April 5, 2005 at 2:40 am
I have a question, that has been bugging me since yesterday. I don't even know, if the question belongs in this section - if not feel free to move it where it belongs!!!
We are developing a webapplication with C# and SQL Server 2000 sp3. We use stored procedures to retreive the data. Now one of these stored procs suddenly started behaving weird. it time out repeatedly - we upped the connection timeout as some of the procs do take a while and it still timed out.
When I started the proc with realistic params from QA I saw it took over 8 minutes. it consists of a select joining 4 tables - I would post the statement, but as I am not allowed to post the table schema I don't know if it would help you understand the problem and anyway it doesn't seem to lay within the statement.
Anyway - I played around a bit trying to optimize the statement within the proc but I didn't get the time down any further. I thought for some reason that the Query Plan had become kind of corrupt, so I recompiled the proc - it brought the time down to 5 minutes - still too long.

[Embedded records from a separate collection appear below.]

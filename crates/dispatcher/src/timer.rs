//! Timers bound to a network
//!
//! A `Timer` measures time on the mockable clock and, when due, posts its
//! callback to the event loop of the network it was created for. The
//! callback never runs on the timer thread itself.

use std::marker::PhantomData;
use std::sync::atomic::{AtomicU8, Ordering};
use std::sync::{Arc, Mutex, MutexGuard, PoisonError};
use std::time::Duration;

use dispatch_core::{ktrace, CancellationToken};
use dispatch_runtime::timer::{registry, TimerHandle};
use dispatch_runtime::{event_loop, DefaultNetwork, EventLoop, Network};

/// Timer lifecycle
#[derive(Debug, Clone, Copy, PartialEq, Eq)]
#[repr(u8)]
pub enum TimerState {
    /// Nothing scheduled yet
    Idle = 0,
    /// Waiting for a deadline (periodic timers stay here between fires)
    Scheduled = 1,
    /// A one-shot callback was posted
    Fired = 2,
    /// Cancelled before firing
    Cancelled = 3,
}

impl From<u8> for TimerState {
    fn from(v: u8) -> Self {
        match v {
            1 => TimerState::Scheduled,
            2 => TimerState::Fired,
            3 => TimerState::Cancelled,
            _ => TimerState::Idle,
        }
    }
}

/// What is armed right now; replaced by every `do_in` / `do_every`
struct Pending {
    handle: TimerHandle,
    token: CancellationToken,
}

pub struct Timer<N: Network = DefaultNetwork> {
    event_loop: Arc<EventLoop>,
    state: Arc<AtomicU8>,
    /// Also held by a firing action, so firing and re-arming never interleave
    pending: Arc<Mutex<Option<Pending>>>,
    _network: PhantomData<fn() -> N>,
}

impl Timer<DefaultNetwork> {
    /// A timer posting to the default network
    pub fn new() -> Self {
        Self::for_network()
    }
}

impl Default for Timer<DefaultNetwork> {
    fn default() -> Self {
        Self::new()
    }
}

impl<N: Network> Timer<N> {
    /// A timer posting to network `N`
    pub fn for_network() -> Self {
        Self {
            event_loop: event_loop::<N>(),
            state: Arc::new(AtomicU8::new(TimerState::Idle as u8)),
            pending: Arc::new(Mutex::new(None)),
            _network: PhantomData,
        }
    }

    pub fn state(&self) -> TimerState {
        TimerState::from(self.state.load(Ordering::Acquire))
    }

    /// Post `callback` once, `delay` from now. Replaces any pending wait.
    pub fn do_in<F>(&self, delay: Duration, callback: F)
    where
        F: FnOnce() + Send + 'static,
    {
        let mut pending = self.lock_pending();
        Self::disarm(&mut pending);
        self.arm_once(&mut pending, delay, callback);
    }

    fn arm_once<F>(&self, pending: &mut Option<Pending>, delay: Duration, callback: F)
    where
        F: FnOnce() + Send + 'static,
    {
        let token = CancellationToken::new();
        let callback = Mutex::new(Some(callback));
        let event_loop = self.event_loop.clone();
        let state = self.state.clone();
        let slot = self.pending.clone();
        let armed = token.clone();

        self.state.store(TimerState::Scheduled as u8, Ordering::Release);
        let handle = registry().schedule_in(
            delay,
            Arc::new(move || {
                let _slot = lock(&slot);
                if armed.is_cancelled() {
                    return;
                }
                let Some(callback) = callback.lock().unwrap_or_else(PoisonError::into_inner).take() else {
                    return;
                };
                let _ = state.compare_exchange(
                    TimerState::Scheduled as u8,
                    TimerState::Fired as u8,
                    Ordering::AcqRel,
                    Ordering::Acquire,
                );
                // A stopped network refuses the post and logs it
                let _ = event_loop.post(callback);
            }),
        );
        ktrace!("timer {} armed on {} in {:?}", handle.raw(), N::NAME, delay);
        *pending = Some(Pending { handle, token });
    }

    /// Post `callback` every `interval`, each deadline measured from the
    /// previous fire. Replaces any pending wait.
    pub fn do_every<F>(&self, interval: Duration, callback: F)
    where
        F: Fn() + Send + Sync + 'static,
    {
        let mut pending = self.lock_pending();
        Self::disarm(&mut pending);

        let token = CancellationToken::new();
        let callback = Arc::new(callback);
        let event_loop = self.event_loop.clone();
        let slot = self.pending.clone();
        let armed = token.clone();

        self.state.store(TimerState::Scheduled as u8, Ordering::Release);
        let handle = registry().schedule_every(
            interval,
            Arc::new(move || {
                let _slot = lock(&slot);
                if armed.is_cancelled() {
                    return;
                }
                let callback = callback.clone();
                let _ = event_loop.post(move || callback());
            }),
        );
        ktrace!("timer {} armed on {} every {:?}", handle.raw(), N::NAME, interval);
        *pending = Some(Pending { handle, token });
    }

    /// Prevent further firings. Callbacks already posted still run.
    ///
    /// Returns whether anything was armed.
    pub fn cancel(&self) -> bool {
        let mut pending = self.lock_pending();
        let was_armed = Self::disarm(&mut pending);
        if was_armed {
            let _ = self.state.compare_exchange(
                TimerState::Scheduled as u8,
                TimerState::Cancelled as u8,
                Ordering::AcqRel,
                Ordering::Acquire,
            );
        }
        was_armed
    }

    fn lock_pending(&self) -> MutexGuard<'_, Option<Pending>> {
        lock(&self.pending)
    }

    fn disarm(pending: &mut Option<Pending>) -> bool {
        match pending.take() {
            Some(p) => {
                p.token.cancel();
                registry().cancel(p.handle);
                true
            }
            None => false,
        }
    }
}

fn lock(slot: &Mutex<Option<Pending>>) -> MutexGuard<'_, Option<Pending>> {
    slot.lock().unwrap_or_else(PoisonError::into_inner)
}

impl<N: Network> Drop for Timer<N> {
    fn drop(&mut self) {
        self.cancel();
    }
}

impl<N: Network> std::fmt::Debug for Timer<N> {
    fn fmt(&self, f: &mut std::fmt::Formatter<'_>) -> std::fmt::Result {
        f.debug_struct("Timer")
            .field("network", &N::NAME)
            .field("state", &self.state())
            .finish()
    }
}

#[cfg(test)]
mod tests {
    use super::*;
    use dispatch_runtime::{clock, network, promise};
    use std::sync::atomic::AtomicUsize;
    use std::time::Instant;

    network!(TimerNet);

    fn counter() -> (Arc<AtomicUsize>, impl Fn() + Send + Sync + 'static) {
        let hits = Arc::new(AtomicUsize::new(0));
        let h = hits.clone();
        (hits, move || {
            h.fetch_add(1, Ordering::SeqCst);
        })
    }

    /// Wait for everything already posted to the one-worker test network
    fn flush() {
        let (p, f) = promise();
        event_loop::<TimerNet>().post(move || p.set_value(())).unwrap();
        assert!(f.wait_for(Duration::from_secs(5)));
    }

    #[test]
    fn test_do_in_fires_once() {
        let _clock = clock::test_lock();
        clock::set_now(Instant::now());

        let timer = Timer::<TimerNet>::for_network();
        assert_eq!(timer.state(), TimerState::Idle);
        let (hits, cb) = counter();
        timer.do_in(Duration::from_millis(500), cb);
        assert_eq!(timer.state(), TimerState::Scheduled);

        clock::advance_time(Duration::from_millis(499));
        flush();
        assert_eq!(hits.load(Ordering::SeqCst), 0);

        clock::advance_time(Duration::from_millis(1));
        flush();
        assert_eq!(hits.load(Ordering::SeqCst), 1);
        assert_eq!(timer.state(), TimerState::Fired);

        clock::advance_time(Duration::from_millis(500));
        flush();
        assert_eq!(hits.load(Ordering::SeqCst), 1);
    }

    #[test]
    fn test_do_every_until_cancel() {
        let _clock = clock::test_lock();
        clock::set_now(Instant::now());

        let timer = Timer::<TimerNet>::for_network();
        let (hits, cb) = counter();
        timer.do_every(Duration::from_millis(500), cb);

        for expected in 1..=3 {
            clock::advance_time(Duration::from_millis(500));
            flush();
            assert_eq!(hits.load(Ordering::SeqCst), expected);
        }
        assert_eq!(timer.state(), TimerState::Scheduled);

        assert!(timer.cancel());
        assert!(!timer.cancel());
        assert_eq!(timer.state(), TimerState::Cancelled);
        clock::advance_time(Duration::from_millis(1500));
        flush();
        assert_eq!(hits.load(Ordering::SeqCst), 3);
    }

    #[test]
    fn test_reschedule_replaces_pending() {
        let _clock = clock::test_lock();
        clock::set_now(Instant::now());

        let timer = Timer::<TimerNet>::for_network();
        let (first, cb1) = counter();
        let (second, cb2) = counter();
        timer.do_in(Duration::from_millis(100), cb1);
        timer.do_in(Duration::from_millis(200), cb2);

        clock::advance_time(Duration::from_millis(300));
        flush();
        assert_eq!(first.load(Ordering::SeqCst), 0);
        assert_eq!(second.load(Ordering::SeqCst), 1);
    }

    #[test]
    fn test_drop_cancels() {
        let _clock = clock::test_lock();
        clock::set_now(Instant::now());

        let (hits, cb) = counter();
        {
            let timer = Timer::<TimerNet>::for_network();
            timer.do_in(Duration::from_millis(10), cb);
        }
        clock::advance_time(Duration::from_millis(20));
        flush();
        assert_eq!(hits.load(Ordering::SeqCst), 0);
    }

    #[test]
    fn test_stale_fire_after_rearm_is_dropped() {
        let _clock = clock::test_lock();
        clock::set_now(Instant::now());

        let timer = Timer::<TimerNet>::for_network();
        let (stale, cb1) = counter();
        let (fresh, cb2) = counter();
        timer.do_in(Duration::from_millis(10), cb1);

        // The due action blocks on the slot while it is re-armed
        let mut guard = timer.lock_pending();
        let advancer = std::thread::spawn(|| {
            clock::advance_time(Duration::from_millis(20));
        });
        std::thread::sleep(Duration::from_millis(20));
        Timer::<TimerNet>::disarm(&mut guard);
        timer.arm_once(&mut guard, Duration::from_secs(3600), cb2);
        drop(guard);
        advancer.join().unwrap();

        flush();
        assert_eq!(stale.load(Ordering::SeqCst), 0);
        assert_eq!(fresh.load(Ordering::SeqCst), 0);
        assert_eq!(timer.state(), TimerState::Scheduled);
        assert!(timer.cancel());
    }

    #[test]
    fn test_callbacks_run_on_network_worker() {
        let _clock = clock::test_lock();
        clock::set_now(Instant::now());

        let timer = Timer::<TimerNet>::for_network();
        let (p, f) = promise();
        timer.do_in(Duration::from_millis(50), move || {
            let name = std::thread::current().name().map(String::from);
            p.set_value((name, dispatch_runtime::in_fiber()));
        });

        clock::advance_time(Duration::from_millis(50));
        // advance_time ran the timer action here, but not the callback
        assert!(!dispatch_runtime::in_fiber());
        assert_eq!(
            f.get(),
            Ok((Some("TimerNet-worker-0".to_string()), true))
        );
    }

    #[test]
    fn test_cancel_from_inside_periodic_callback() {
        let _clock = clock::test_lock();
        clock::set_now(Instant::now());

        let timer = Arc::new(Timer::<TimerNet>::for_network());
        let hits = Arc::new(AtomicUsize::new(0));
        let (h, t) = (hits.clone(), Arc::downgrade(&timer));
        timer.do_every(Duration::from_millis(100), move || {
            h.fetch_add(1, Ordering::SeqCst);
            if let Some(timer) = t.upgrade() {
                timer.cancel();
            }
        });

        for _ in 0..3 {
            clock::advance_time(Duration::from_millis(100));
            flush();
        }
        assert_eq!(hits.load(Ordering::SeqCst), 1);
        assert_eq!(timer.state(), TimerState::Cancelled);
    }

    #[test]
    fn test_wall_clock_when_unpinned() {
        let _clock = clock::test_lock();

        let timer = Timer::<TimerNet>::for_network();
        let (p, f) = promise();
        timer.do_in(Duration::from_millis(5), move || p.set_value(()));
        assert!(f.wait_for(Duration::from_secs(5)));
    }
}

When I started just the select statement in QA declaring and setting the params manually the proc executed in under 1 second. the exact same statement with the exact same params executed in the proc still took 5 minutes.
I then had an idea: I boxed the params passed into the proc in local variables within the proc - and presto it worked - it brought the proc down to under 1 second, just as it had done in QA. Now my question is why is this effective? my colleagues are all eager to starting boxing all params into local variables to see if it will make any more differences - but I warned the not to, until I know why it worked and if it would always be an effective solution, which I somehow don't think it will be.
Can anyone explain to me what happened? And why? What is the advantage of boxing the params? Is there one at all? I have looked the issue up, but don't seem to find any answers. Perhaps I am looking in the wrong direction?
Thanks for your time
nano
April 5, 2005 at 5:45 am
I remember having a conversation with someone here that stated local variables do perform better but can not remember why...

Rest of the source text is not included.